A Pilot Study of End-Tidal Carbon Dioxide in Prediction of Inhospital Cardiac Arrests

A validated means to predict inhospital cardiac arrest is lacking. The purpose of this study was to evaluate the changes in end-tidal carbon dioxide, as it correlates with the progression to inhospital cardiac arrest in ICU patients. DESIGN, SETTING, AND PATIENTS: Single-center, retrospective cohort study of mechanically ventilated ICU patients (age > 18 yr old) having inhospital cardiac arrest with advanced cardiac life support and continuous end-tidal carbon dioxide monitoring at a single academic center from 2014 to 2017. Demographics, clinical variables, and outcomes were collected. End-tidal carbon dioxide was collected from 5 to 2,880 minutes before inhospital cardiac arrest. Data were analyzed using descriptive statistics, and model estimates were generated using a repeated-measures categorical model with restricted maximum likelihood estimation and fully specified (autoregressive) covariance to assess the effect of time on changes in end-tidal carbon dioxide. MEASUREMENTS AND MAIN RESULTS: A total of 788 patients were identified and 104 met inclusion criteria, where 62% were male with an average age of 58.5 years. Seventy-four percent required vasopressors and 72% experienced pulseless electrical activity. Mean end-tidal carbon dioxide 5 minutes prior to inhospital cardiac arrest was significantly lower than all evaluated time points except 180 minutes (p < 0.05). One patient survived to hospital discharge.
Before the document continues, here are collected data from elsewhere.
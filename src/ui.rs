use crate::commands::help_text;
use crate::logic::{Logic, LogicError};
use crate::model::{JobApplication, Status};
use crate::storage::ApplicationStorage;
use anyhow::Result;
use crossterm::event::{self, Event, KeyCode, KeyEvent, KeyEventKind, KeyModifiers};
use crossterm::execute;
use crossterm::terminal::{
    disable_raw_mode, enable_raw_mode, EnterAlternateScreen, LeaveAlternateScreen,
};
use ratatui::backend::CrosstermBackend;
use ratatui::layout::{Constraint, Direction, Layout};
use ratatui::prelude::{Alignment, Color, Modifier, Rect, Style};
use ratatui::text::{Line, Span};
use ratatui::widgets::ListState;
use ratatui::widgets::{Block, Borders, Clear, List, ListItem, Paragraph, Wrap};
use ratatui::Terminal;
use std::io::{stdout, Stdout};
use std::time::{Duration, Instant};

const HISTORY_LIMIT: usize = 100;

pub fn run<S: ApplicationStorage>(logic: Logic<S>, warning: Option<String>) -> Result<()> {
    let mut terminal = setup_terminal()?;
    let mut app = App::new(logic, warning);
    let result = app.event_loop(&mut terminal);
    teardown_terminal(&mut terminal)?;
    result
}

struct App<S: ApplicationStorage> {
    logic: Logic<S>,
    input: FieldValue,
    history: Vec<String>,
    history_cursor: Option<usize>,
    selected: usize,
    scroll_offset: usize,
    last_save: Option<Instant>,
    feedback: Feedback,
    mode: Mode,
}

enum Mode {
    Normal,
    Help,
}

#[derive(Clone, PartialEq, Eq)]
enum Feedback {
    Info(String),
    Error(String),
}

#[derive(Clone, Default)]
struct FieldValue {
    value: String,
    cursor: usize,
}

impl FieldValue {
    fn set(&mut self, value: &str) {
        self.value = value.to_string();
        self.cursor = self.value.len();
    }

    fn take(&mut self) -> String {
        self.cursor = 0;
        std::mem::take(&mut self.value)
    }

    fn move_left(&mut self) {
        if self.cursor == 0 {
            return;
        }
        self.cursor = prev_grapheme(self.cursor, &self.value);
    }

    fn move_right(&mut self) {
        if self.cursor >= self.value.len() {
            return;
        }
        self.cursor = next_grapheme(self.cursor, &self.value);
    }

    fn move_home(&mut self) {
        self.cursor = 0;
    }

    fn move_end(&mut self) {
        self.cursor = self.value.len();
    }

    fn backspace(&mut self) {
        if self.cursor == 0 {
            return;
        }
        let prev = prev_grapheme(self.cursor, &self.value);
        self.value.drain(prev..self.cursor);
        self.cursor = prev;
    }

    fn insert_char(&mut self, ch: char) {
        self.value.insert(self.cursor, ch);
        self.cursor += ch.len_utf8();
    }

    fn insert_str(&mut self, text: &str) {
        self.value.insert_str(self.cursor, text);
        self.cursor += text.len();
    }

    fn with_caret(&self) -> String {
        let mut text = self.value.clone();
        text.insert_str(self.cursor, "▌");
        text
    }
}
In multivariate logistic regression modeling for return of spontaneous circulation, a greater change in the prearrest end-tidal carbon dioxide maximum to prearrest end-tidal carbon dioxide minimum was associated with a decreased likelihood of return of spontaneous circulation (odds ratio 0.903; 95% CI, 0.832–0.979; p = 0.014). Additionally, a change from prearrest end-tidal carbon dioxide maximum to prearrest end-tidal carbon dioxide minimum greater than 17 mm Hg was associated with a decreased likelihood of return of spontaneous circulation and odds ratio 0.150; 95% CI, 0.036–0.66; p = 0.012). CONCLUSIONS: Mean end-tidal carbon dioxide is significantly lower immediately before inhospital cardiac arrest. The statistical and clinical significance of end-tidal carbon dioxide may highlight its utility for predicting inhospital cardiac arrest in ICU patients. Comparison analysis and modeling explorations in a larger cohort are needed.